Le nove voci sono coscienti di essere diventate "americane" e capiscono che devono fare qualcosa per salvare Napoli dai Tedeschi. Addirittura due di esse inscenano una farsa (una sorta di teatro nel teatro, a dir poco geniale in quel contesto di guerra) per alleggerire l'atmosfera di quel tugurio bellico. Nel parossismo dei bombardamenti le nove persone tirano fuori la loro estrema napoletanità e la loro fiera umanità che rende il racconto un piccolo capolavoro drammaturgico dell'autore.

La città sta nella tenaglia di due eserciti: uno dentro e uno fuori. Con un colpo di polveri, come corre il grisou dentro le miniere di carbone esplodendo a folgore, così un popolo rannicchiato e stremato scatta d'orgoglio e d'ira. Con le "Quattro giornate di Napoli" (27 -30 settembre '43) la popolazione partenopea insorse e, grazie al coraggio e all'eroismo dei suoi abitanti, riuscì a liberare la città dall'occupazione delle forze armate tedesche, spianando la via maestra alle truppe alleate.
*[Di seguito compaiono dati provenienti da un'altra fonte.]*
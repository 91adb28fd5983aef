//! Build script for dnsflat-cli.
//!
//! This script generates man pages at build time using clap_mangen.
//! The generated man page is placed in OUT_DIR for inclusion in release builds.
//!
//! Note: We build a minimal command structure here rather than importing from
//! the main crate, since build scripts cannot depend on the crate being built.

use clap::{Arg, ArgAction, Command};
use clap_mangen::Man;
use std::fs;
use std::path::PathBuf;

/// Build the CLI command structure for man page generation.
///
/// IMPORTANT: Keep this structure synchronized with src/cli.rs and
/// src/commands/flatten.rs.
fn build_cli() -> Command {
    Command::new("dnsflat")
        .version(env!("CARGO_PKG_VERSION"))
        .about("Print the effective dnsmasq configuration")
        .long_about(
            "Follow conf-file= and conf-dir= includes starting from the primary dnsmasq \
             configuration, then append the default directory named by CONFIG_DIR in \
             /etc/default/dnsmasq, and print every remaining directive in the order \
             dnsmasq reads it",
        )
        .arg(
            Arg::new("config")
                .value_name("CONFIG")
                .help("Primary configuration file [default: /etc/dnsmasq.conf]"),
        )
        .arg(
            Arg::new("verbose")
                .long("verbose")
                .help("Enable verbose output")
                .action(ArgAction::SetTrue),
        )
        .arg(
            Arg::new("quiet")
                .long("quiet")
                .help("Suppress non-essential output")
                .action(ArgAction::SetTrue),
        )
        .arg(
            Arg::new("defaults-file")
                .long("defaults-file")
                .value_name("PATH")
                .help("Read CONFIG_DIR from this file instead of /etc/default/dnsmasq")
                .conflicts_with("no-defaults"),
        )
        .arg(
            Arg::new("no-defaults")
                .long("no-defaults")
                .help("Ignore the defaults file entirely")
                .action(ArgAction::SetTrue),
        )
        .arg(
            Arg::new("format")
                .long("format")
                .value_name("FORMAT")
                .help("Output format")
                .value_parser(["lines", "json"])
                .default_value("lines")
                .env("DNSFLAT_OUTPUT_FORMAT"),
        )
}

fn main() {
    // Generate man pages at build time
    let out_dir = PathBuf::from(std::env::var("OUT_DIR").unwrap());
    let man_dir = out_dir.join("man");
    fs::create_dir_all(&man_dir).unwrap();

    let app = build_cli();
    let man = Man::new(app);
    let mut buffer = Vec::new();
    man.render(&mut buffer).unwrap();

    fs::write(man_dir.join("dnsflat.1"), buffer).unwrap();

    println!("cargo:rerun-if-changed=src/cli.rs");
    println!("cargo:rerun-if-changed=src/commands/");
}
Morso di luna nuova è il morso di una città che addenta e insegue fino a sbattere fuori l'occupante intruso. Qui si svolge la vita di nove persone in quella estate. Età, mestieri e storie differenti, compresse in un assedio, rompono le distanze tra loro e vanno insieme, prima al passo, poi fino al galoppo. La macchina della storia maggiore si chiude a sacco sulle vite individuali, ma ci sono sussulti in cui le singole esistenze spezzano la camicia di forza e inventano la libertà.